● **What the task asks**: Scan the records for "duplicate". Show the matching lines.

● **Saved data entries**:

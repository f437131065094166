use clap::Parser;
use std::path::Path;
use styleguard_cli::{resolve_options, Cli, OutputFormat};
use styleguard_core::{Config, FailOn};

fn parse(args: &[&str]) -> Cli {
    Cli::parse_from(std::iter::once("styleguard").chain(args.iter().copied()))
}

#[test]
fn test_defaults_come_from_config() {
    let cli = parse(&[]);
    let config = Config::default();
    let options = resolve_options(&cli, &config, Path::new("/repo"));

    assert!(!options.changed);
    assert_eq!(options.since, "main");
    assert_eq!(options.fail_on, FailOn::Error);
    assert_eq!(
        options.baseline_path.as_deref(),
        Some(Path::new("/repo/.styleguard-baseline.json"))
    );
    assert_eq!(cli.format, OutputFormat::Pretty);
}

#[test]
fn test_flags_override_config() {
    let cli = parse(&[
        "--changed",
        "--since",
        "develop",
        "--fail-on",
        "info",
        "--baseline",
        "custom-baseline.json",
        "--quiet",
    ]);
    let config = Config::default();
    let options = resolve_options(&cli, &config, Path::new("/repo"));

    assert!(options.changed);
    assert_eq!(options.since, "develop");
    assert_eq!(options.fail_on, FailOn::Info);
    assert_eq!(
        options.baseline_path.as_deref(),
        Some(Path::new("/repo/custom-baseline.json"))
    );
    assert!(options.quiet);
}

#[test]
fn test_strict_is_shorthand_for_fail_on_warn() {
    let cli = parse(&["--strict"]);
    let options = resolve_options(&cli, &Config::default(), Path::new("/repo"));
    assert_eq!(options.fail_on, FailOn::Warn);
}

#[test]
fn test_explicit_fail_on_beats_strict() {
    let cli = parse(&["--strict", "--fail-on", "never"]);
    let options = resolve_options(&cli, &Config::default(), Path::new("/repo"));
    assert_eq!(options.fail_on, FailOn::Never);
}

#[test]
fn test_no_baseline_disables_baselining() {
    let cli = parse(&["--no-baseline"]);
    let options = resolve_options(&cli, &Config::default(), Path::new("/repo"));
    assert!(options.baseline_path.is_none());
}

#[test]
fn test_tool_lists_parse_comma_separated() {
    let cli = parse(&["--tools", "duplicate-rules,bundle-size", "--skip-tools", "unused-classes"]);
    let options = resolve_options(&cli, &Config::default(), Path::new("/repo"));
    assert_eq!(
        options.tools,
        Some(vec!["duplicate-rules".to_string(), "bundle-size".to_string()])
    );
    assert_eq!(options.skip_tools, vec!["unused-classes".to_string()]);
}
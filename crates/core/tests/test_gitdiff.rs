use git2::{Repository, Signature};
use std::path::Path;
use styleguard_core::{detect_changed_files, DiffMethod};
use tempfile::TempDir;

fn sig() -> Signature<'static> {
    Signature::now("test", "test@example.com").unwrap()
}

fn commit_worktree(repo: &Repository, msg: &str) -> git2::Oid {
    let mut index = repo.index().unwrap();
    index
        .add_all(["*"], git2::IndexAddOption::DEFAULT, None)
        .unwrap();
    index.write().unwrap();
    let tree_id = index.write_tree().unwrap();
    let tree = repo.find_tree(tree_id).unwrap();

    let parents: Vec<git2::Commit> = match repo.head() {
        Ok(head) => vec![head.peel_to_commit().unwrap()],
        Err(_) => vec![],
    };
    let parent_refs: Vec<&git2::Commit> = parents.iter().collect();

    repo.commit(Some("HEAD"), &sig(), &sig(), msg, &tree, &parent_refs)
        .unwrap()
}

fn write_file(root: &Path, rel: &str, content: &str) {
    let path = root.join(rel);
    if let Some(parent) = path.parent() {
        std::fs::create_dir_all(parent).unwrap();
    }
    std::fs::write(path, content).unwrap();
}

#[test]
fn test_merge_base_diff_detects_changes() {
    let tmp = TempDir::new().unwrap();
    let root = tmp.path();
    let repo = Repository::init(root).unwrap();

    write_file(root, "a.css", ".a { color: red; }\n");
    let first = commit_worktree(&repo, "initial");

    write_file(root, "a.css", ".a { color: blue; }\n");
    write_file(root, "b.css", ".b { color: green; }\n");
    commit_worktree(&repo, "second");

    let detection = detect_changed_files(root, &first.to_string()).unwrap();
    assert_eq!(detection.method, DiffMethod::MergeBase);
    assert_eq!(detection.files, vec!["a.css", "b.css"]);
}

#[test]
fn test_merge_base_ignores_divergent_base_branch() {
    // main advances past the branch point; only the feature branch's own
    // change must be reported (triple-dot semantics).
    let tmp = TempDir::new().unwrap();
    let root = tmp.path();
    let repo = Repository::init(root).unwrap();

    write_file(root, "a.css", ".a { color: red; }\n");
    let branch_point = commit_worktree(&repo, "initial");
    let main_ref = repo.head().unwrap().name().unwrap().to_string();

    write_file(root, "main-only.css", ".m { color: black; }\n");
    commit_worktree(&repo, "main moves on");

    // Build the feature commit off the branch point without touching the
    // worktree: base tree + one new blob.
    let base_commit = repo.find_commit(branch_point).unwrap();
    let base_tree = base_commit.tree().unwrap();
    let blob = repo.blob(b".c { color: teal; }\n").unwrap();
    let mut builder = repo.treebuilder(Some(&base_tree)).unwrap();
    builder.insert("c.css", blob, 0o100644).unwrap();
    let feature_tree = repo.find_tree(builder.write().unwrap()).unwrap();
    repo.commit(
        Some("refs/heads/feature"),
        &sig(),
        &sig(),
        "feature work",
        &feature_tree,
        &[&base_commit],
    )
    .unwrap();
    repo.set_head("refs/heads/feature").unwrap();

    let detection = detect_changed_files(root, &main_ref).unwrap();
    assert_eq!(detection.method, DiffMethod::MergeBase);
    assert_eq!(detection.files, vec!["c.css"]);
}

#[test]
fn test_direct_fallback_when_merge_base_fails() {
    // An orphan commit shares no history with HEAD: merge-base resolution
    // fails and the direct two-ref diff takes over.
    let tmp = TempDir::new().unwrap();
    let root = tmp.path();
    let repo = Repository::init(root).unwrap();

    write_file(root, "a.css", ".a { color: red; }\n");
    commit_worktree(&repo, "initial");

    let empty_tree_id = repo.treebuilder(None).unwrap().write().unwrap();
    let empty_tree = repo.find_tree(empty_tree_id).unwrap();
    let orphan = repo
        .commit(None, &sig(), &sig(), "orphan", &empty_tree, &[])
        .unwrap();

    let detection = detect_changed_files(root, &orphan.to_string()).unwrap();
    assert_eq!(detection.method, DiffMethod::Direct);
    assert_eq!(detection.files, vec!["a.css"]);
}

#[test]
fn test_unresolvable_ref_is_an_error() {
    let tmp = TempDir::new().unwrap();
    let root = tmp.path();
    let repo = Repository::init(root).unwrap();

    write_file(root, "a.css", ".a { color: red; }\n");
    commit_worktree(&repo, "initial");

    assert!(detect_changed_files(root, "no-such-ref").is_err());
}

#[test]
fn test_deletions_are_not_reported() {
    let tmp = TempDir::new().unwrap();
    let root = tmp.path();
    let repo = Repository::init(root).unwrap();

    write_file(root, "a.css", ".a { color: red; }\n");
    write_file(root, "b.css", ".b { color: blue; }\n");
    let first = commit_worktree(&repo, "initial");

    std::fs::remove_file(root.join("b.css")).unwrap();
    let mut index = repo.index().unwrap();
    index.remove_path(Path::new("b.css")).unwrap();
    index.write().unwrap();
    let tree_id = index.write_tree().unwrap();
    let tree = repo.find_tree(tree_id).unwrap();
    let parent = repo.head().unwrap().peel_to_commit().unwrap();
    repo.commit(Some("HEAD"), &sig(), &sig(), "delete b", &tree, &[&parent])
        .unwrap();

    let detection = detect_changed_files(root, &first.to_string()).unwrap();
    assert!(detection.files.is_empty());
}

● **Written response**:
    let cli = parse(&["--tools", "duplicate-rules,bundle-size", "--skip-tools", "unused-classes"]);
        Some(vec!["duplicate-rules".to_string(), "bundle-size".to_string()])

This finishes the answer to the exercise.